中国に広がる「一党独裁」終焉のムード

執筆者:藤田洋毅2004年12月号

政権トップも中堅幹部も、共産党の下野を視野に入れている。もし、「執政能力建設」がうまくいかなければ――。「冷厳かつスマートに、国益を追求しなければならない」――胡錦濤指導部を支える中堅幹部らが、熱心に語り合っている。党中央の宣伝部・政策研究室、国務院の外交部・財政部、軍の総政治部などに所属し、将来を嘱望される若手エリート官僚の面々だ。大学の同級生を軸としたグループで、しばしば集い食事しながら忌憚のない意見を交換しているという。

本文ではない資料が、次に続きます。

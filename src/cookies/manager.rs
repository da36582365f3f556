//! Cookie manager: the UI-agnostic entry point for a session's cookies.
//!
//! Modeled after Chromium's `network::CookieManager`, which fronts a
//! cookie store for callers that only need to list, set and delete.
//!
//! The manager keeps no copy of the cookies. Every [`list`](CookieManager::list)
//! asks the store again, so what a caller displays is always the last
//! snapshot the store returned. Mutations do not refresh anything; callers
//! await the mutation and then call `list` when they need the new state.
//!
//! ```rust,no_run
//! use cookiekit::cookies::canonical_cookie::CanonicalCookie;
//! use cookiekit::cookies::manager::CookieManager;
//! use time::{Duration, OffsetDateTime};
//!
//! # async fn run() -> Result<(), cookiekit::base::neterror::NetError> {
//! let manager = CookieManager::in_memory();
//! let cookie = CanonicalCookie::builder("TestCookie", "ThisisTestCookie")
//!     .domain("example.com")
//!     .expires(OffsetDateTime::now_utc() + Duration::seconds(60))
//!     .build()?;
//!
//! manager.add(cookie).await?;
//! for cookie in manager.list().await? {
//!     println!("{}", manager.inspect(&cookie));
//! }
//! manager.clear().await?;
//! # Ok(())
//! # }
//! ```

use crate::base::neterror::NetError;
use crate::cookies::canonical_cookie::{CanonicalCookie, CookieDetails};
use crate::cookies::monster::CookieMonster;
use crate::cookies::store::CookieStore;
use futures::future::join_all;
use std::sync::Arc;
use time::OffsetDateTime;

/// Façade over the cookie store of one browsing session.
#[derive(Clone)]
pub struct CookieManager {
    store: Arc<dyn CookieStore>,
}

impl CookieManager {
    pub fn new(store: Arc<dyn CookieStore>) -> Self {
        Self { store }
    }

    /// A manager over a fresh, empty in-memory store.
    pub fn in_memory() -> Self {
        Self::new(Arc::new(CookieMonster::new()))
    }

    /// Every cookie the store currently holds. An empty store yields an
    /// empty vector.
    pub async fn list(&self) -> Result<Vec<CanonicalCookie>, NetError> {
        let cookies = self.store.get_all_cookies().await?;
        tracing::debug!(count = cookies.len(), "listed cookies");
        Ok(cookies)
    }

    /// Validate `cookie` and submit it to the store.
    ///
    /// Validation failures are returned before the store is contacted.
    pub async fn add(&self, cookie: CanonicalCookie) -> Result<(), NetError> {
        if let Err(e) = cookie.validate(OffsetDateTime::now_utc()) {
            tracing::debug!(cookie = %cookie.key(), error = %e, "refused cookie");
            return Err(e);
        }
        let key = cookie.key();
        self.store.set_cookie(cookie).await?;
        tracing::debug!(cookie = %key, "added cookie");
        Ok(())
    }

    /// Delete the cookie with the same name, domain and path as `cookie`.
    /// Deleting a cookie that is already gone succeeds.
    pub async fn delete(&self, cookie: &CanonicalCookie) -> Result<(), NetError> {
        let key = cookie.key();
        self.store.delete_cookie(key.clone()).await?;
        tracing::debug!(cookie = %key, "deleted cookie");
        Ok(())
    }

    /// Delete every cookie in `cookies`, best effort.
    ///
    /// All deletions are issued together and awaited; a failed deletion is
    /// logged and skipped.
    pub async fn delete_all(&self, cookies: &[CanonicalCookie]) {
        let deletions = cookies.iter().map(|cookie| {
            let key = cookie.key();
            let pending = self.store.delete_cookie(key.clone());
            async move { (key, pending.await) }
        });

        let mut failed = 0usize;
        for (key, result) in join_all(deletions).await {
            if let Err(e) = result {
                failed += 1;
                tracing::warn!(cookie = %key, error = %e, "bulk delete skipped cookie");
            }
        }
        tracing::debug!(requested = cookies.len(), failed, "bulk delete finished");
    }

    /// Delete everything the store currently lists.
    pub async fn clear(&self) -> Result<(), NetError> {
        let cookies = self.list().await?;
        self.delete_all(&cookies).await;
        Ok(())
    }

    /// Attribute listing for one cookie.
    pub fn inspect(&self, cookie: &CanonicalCookie) -> CookieDetails {
        cookie.details()
    }
}

#[cfg(test)]
mod tests {
    use super::*;
    use crate::cookies::canonical_cookie::CookieKey;
    use crate::cookies::store::{Applying, Listing};
    use std::sync::atomic::{AtomicUsize, Ordering};

    /// Store that records calls and fails deletions of one cookie name.
    struct FlakyStore {
        inner: CookieMonster,
        fail_name: &'static str,
        calls: AtomicUsize,
    }

    impl CookieStore for FlakyStore {
        fn get_all_cookies(&self) -> Listing {
            self.calls.fetch_add(1, Ordering::SeqCst);
            CookieStore::get_all_cookies(&self.inner)
        }

        fn set_cookie(&self, cookie: CanonicalCookie) -> Applying {
            self.calls.fetch_add(1, Ordering::SeqCst);
            CookieStore::set_cookie(&self.inner, cookie)
        }

        fn delete_cookie(&self, key: CookieKey) -> Applying {
            self.calls.fetch_add(1, Ordering::SeqCst);
            if key.name == self.fail_name {
                return Box::pin(async { Err(NetError::store_unavailable("flaky")) });
            }
            CookieStore::delete_cookie(&self.inner, key)
        }
    }

    fn cookie(name: &str) -> CanonicalCookie {
        CanonicalCookie::builder(name, "v")
            .domain("example.com")
            .build()
            .unwrap()
    }

    fn flaky(fail_name: &'static str) -> (CookieManager, Arc<FlakyStore>) {
        let store = Arc::new(FlakyStore {
            inner: CookieMonster::new(),
            fail_name,
            calls: AtomicUsize::new(0),
        });
        (CookieManager::new(store.clone()), store)
    }

    #[tokio::test]
    async fn test_invalid_cookie_never_reaches_store() {
        let (manager, store) = flaky("none");
        let mut bad = cookie("ok");
        bad.name.clear();

        let err = manager.add(bad).await.unwrap_err();
        assert!(matches!(err, NetError::InvalidCookie { .. }));
        assert_eq!(store.calls.load(Ordering::SeqCst), 0);
    }

    #[tokio::test]
    async fn test_delete_all_swallows_failures() {
        let (manager, store) = flaky("stuck");
        for name in ["a", "stuck", "b"] {
            manager.add(cookie(name)).await.unwrap();
        }

        let shown = manager.list().await.unwrap();
        manager.delete_all(&shown).await;

        let left = manager.list().await.unwrap();
        assert_eq!(left.len(), 1);
        assert_eq!(left[0].name, "stuck");
        assert_eq!(store.inner.total_cookie_count(), 1);
    }

    #[tokio::test]
    async fn test_list_propagates_store_failure() {
        let (service, task) = crate::cookies::service::CookieStoreService::spawn(
            CookieMonster::new(),
            crate::cookies::service::DEFAULT_QUEUE_DEPTH,
        );
        let manager = CookieManager::new(Arc::new(service.clone()));
        service.shutdown().await;
        task.await.unwrap();

        let err = manager.list().await.unwrap_err();
        assert!(matches!(err, NetError::StoreUnavailable { .. }));
        // Bulk delete stays best effort even with the store gone
        manager.delete_all(&[cookie("a")]).await;
    }

    #[tokio::test]
    async fn test_delete_matches_hand_edited_domain() {
        let manager = CookieManager::in_memory();
        let stored = cookie("sid");
        manager.add(stored.clone()).await.unwrap();

        let mut edited = stored;
        edited.domain = ".Example.com".to_string();
        manager.delete(&edited).await.unwrap();
        assert!(manager.list().await.unwrap().is_empty());

        manager.add(cookie("a")).await.unwrap();
        edited.name = "a".to_string();
        manager.delete_all(&[edited]).await;
        assert!(manager.list().await.unwrap().is_empty());
    }

    #[tokio::test]
    async fn test_inspect_matches_details() {
        let manager = CookieManager::in_memory();
        let c = cookie("sid");
        assert_eq!(manager.inspect(&c), c.details());
    }
}
//! Cookie manager integration tests.
//!
//! Every scenario runs against both the in-memory store and the
//! task-hosted store, since callers must not be able to tell them apart.

use cookiekit::base::neterror::NetError;
use cookiekit::cookies::canonical_cookie::{CanonicalCookie, SameSite};
use cookiekit::cookies::manager::CookieManager;
use cookiekit::cookies::monster::CookieMonster;
use cookiekit::cookies::service::{CookieStoreService, DEFAULT_QUEUE_DEPTH};
use std::sync::Arc;
use time::{Duration, OffsetDateTime};
use url::Url;

fn managers() -> Vec<(&'static str, CookieManager)> {
    let (service, _task) = CookieStoreService::spawn(CookieMonster::new(), DEFAULT_QUEUE_DEPTH);
    vec![
        ("in-memory", CookieManager::in_memory()),
        ("service", CookieManager::new(Arc::new(service))),
    ]
}

fn test_cookie() -> CanonicalCookie {
    CanonicalCookie::builder("TestCookie", "ThisisTestCookie")
        .domain("example.com")
        .path("/")
        .expires(OffsetDateTime::now_utc() + Duration::seconds(60))
        .build()
        .unwrap()
}

#[tokio::test]
async fn test_fresh_store_lists_nothing() {
    for (label, manager) in managers() {
        assert!(manager.list().await.unwrap().is_empty(), "{label}");
    }
}

#[tokio::test]
async fn test_add_then_list_then_delete() {
    for (label, manager) in managers() {
        let cookie = test_cookie();
        manager.add(cookie.clone()).await.unwrap();

        let listed = manager.list().await.unwrap();
        assert_eq!(listed, vec![cookie.clone()], "{label}");

        manager.delete(&cookie).await.unwrap();
        let listed = manager.list().await.unwrap();
        assert!(!listed.iter().any(|c| c.matches_key(&cookie.key())), "{label}");
    }
}

#[tokio::test]
async fn test_add_keeps_every_attribute() {
    for (label, manager) in managers() {
        let cookie = CanonicalCookie::builder("prefs", "")
            .domain(".example.org")
            .path("/settings")
            .secure(true)
            .http_only(true)
            .same_site(SameSite::Strict)
            .version(1)
            .build()
            .unwrap();
        manager.add(cookie.clone()).await.unwrap();

        let listed = manager.list().await.unwrap();
        let matching: Vec<_> = listed
            .iter()
            .filter(|c| c.matches_key(&cookie.key()))
            .collect();
        assert_eq!(matching, vec![&cookie], "{label}");
    }
}

#[tokio::test]
async fn test_add_replaces_same_key() {
    for (label, manager) in managers() {
        manager.add(test_cookie()).await.unwrap();
        let mut updated = test_cookie();
        updated.value = "changed".to_string();
        manager.add(updated.clone()).await.unwrap();

        let listed = manager.list().await.unwrap();
        assert_eq!(listed.len(), 1, "{label}");
        assert_eq!(listed[0].value, "changed", "{label}");
    }
}

#[tokio::test]
async fn test_delete_is_idempotent() {
    for (label, manager) in managers() {
        let cookie = test_cookie();
        manager.add(cookie.clone()).await.unwrap();

        manager.delete(&cookie).await.unwrap();
        manager.delete(&cookie).await.unwrap();
        assert!(manager.list().await.unwrap().is_empty(), "{label}");
    }
}

#[tokio::test]
async fn test_delete_all_drains_store() {
    for (label, manager) in managers() {
        for name in ["a", "b", "c"] {
            let cookie = CanonicalCookie::builder(name, "1")
                .domain("example.com")
                .build()
                .unwrap();
            manager.add(cookie).await.unwrap();
        }
        let shown = manager.list().await.unwrap();
        assert_eq!(shown.len(), 3, "{label}");

        manager.delete_all(&shown).await;
        assert!(manager.list().await.unwrap().is_empty(), "{label}");
    }
}

#[tokio::test]
async fn test_empty_name_leaves_store_unchanged() {
    for (label, manager) in managers() {
        manager.add(test_cookie()).await.unwrap();
        let before = manager.list().await.unwrap();

        let mut nameless = test_cookie();
        nameless.name = String::new();
        let err = manager.add(nameless).await.unwrap_err();
        assert!(matches!(err, NetError::InvalidCookie { .. }), "{label}");

        assert_eq!(manager.list().await.unwrap(), before, "{label}");
    }
}

#[tokio::test]
async fn test_expired_cookie_rejected() {
    for (label, manager) in managers() {
        let mut stale = test_cookie();
        stale.expiration_time = Some(OffsetDateTime::now_utc() - Duration::minutes(1));

        let err = manager.add(stale).await.unwrap_err();
        assert!(err.is_invalid_cookie(), "{label}");
        assert!(manager.list().await.unwrap().is_empty(), "{label}");
    }
}

#[tokio::test]
async fn test_clear_removes_page_and_manual_cookies() {
    let session = CookieMonster::new();
    let (service, _task) = CookieStoreService::spawn(session.clone(), DEFAULT_QUEUE_DEPTH);
    let manager = CookieManager::new(Arc::new(service));

    let url = Url::parse("https://www.example.com/").unwrap();
    session.parse_and_save_cookie(&url, "NID=511; Path=/; HttpOnly");
    session.parse_and_save_cookie(&url, "CONSENT=PENDING; Domain=example.com; Path=/");
    manager.add(test_cookie()).await.unwrap();
    assert_eq!(manager.list().await.unwrap().len(), 3);

    manager.clear().await.unwrap();
    assert!(manager.list().await.unwrap().is_empty());
    assert_eq!(session.total_cookie_count(), 0);
}

#[tokio::test]
async fn test_concurrent_adds_all_land() {
    let manager = managers().pop().unwrap().1;

    let adds = (0..20).map(|i| {
        let manager = manager.clone();
        tokio::spawn(async move {
            let cookie = CanonicalCookie::builder(format!("c{i}"), "v")
                .domain("example.com")
                .build()
                .unwrap();
            manager.add(cookie).await
        })
    });
    for handle in futures::future::join_all(adds).await {
        handle.unwrap().unwrap();
    }

    assert_eq!(manager.list().await.unwrap().len(), 20);
}

#[tokio::test]
async fn test_store_unavailable_surfaces() {
    let (service, task) = CookieStoreService::spawn(CookieMonster::new(), DEFAULT_QUEUE_DEPTH);
    let manager = CookieManager::new(Arc::new(service.clone()));
    service.shutdown().await;
    task.await.unwrap();

    let err = manager.add(test_cookie()).await.unwrap_err();
    assert!(matches!(err, NetError::StoreUnavailable { .. }));
    let err = manager.delete(&test_cookie()).await.unwrap_err();
    assert!(matches!(err, NetError::StoreUnavailable { .. }));
}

驚くべきは、「たとえ共産党が下野しようとも……」という一言が、ごく自然に会話の端々に飛び出すことだ。 この日、台湾回収を力説したのは、軍の中堅幹部だった。お決まりの、中華民族の悲願達成などが理由ではない。「わが民族の総合国力は今後も増大し続ける。やがて、五十年も経てば、東アジアにおける覇権を維持しようとする米国の根本戦略と激突するのは不可避だ。今のままでは台湾海峡が激突の舞台となり、大陸にも甚大な被害をもたらす。だが台湾を回収すれば、激突の最前線を太平洋側に五千キロ押しやれる」。 続けて彼は「共産党政権が続くかどうかは、この際、大きな問題ではない」と言い切った。「共産党が下野すれば、しばらくは混乱が続くだろう。だが、わが民族はソ連崩壊の教訓を学んだ。なにより、物資欠乏で混乱が長引いたソ連とはファンダメンタルズが違う。早急に新たな統治機構を発足、国内を安定させ、国益追求を加速させるのだ」――一座の面々は、しきりにうなずきあっている。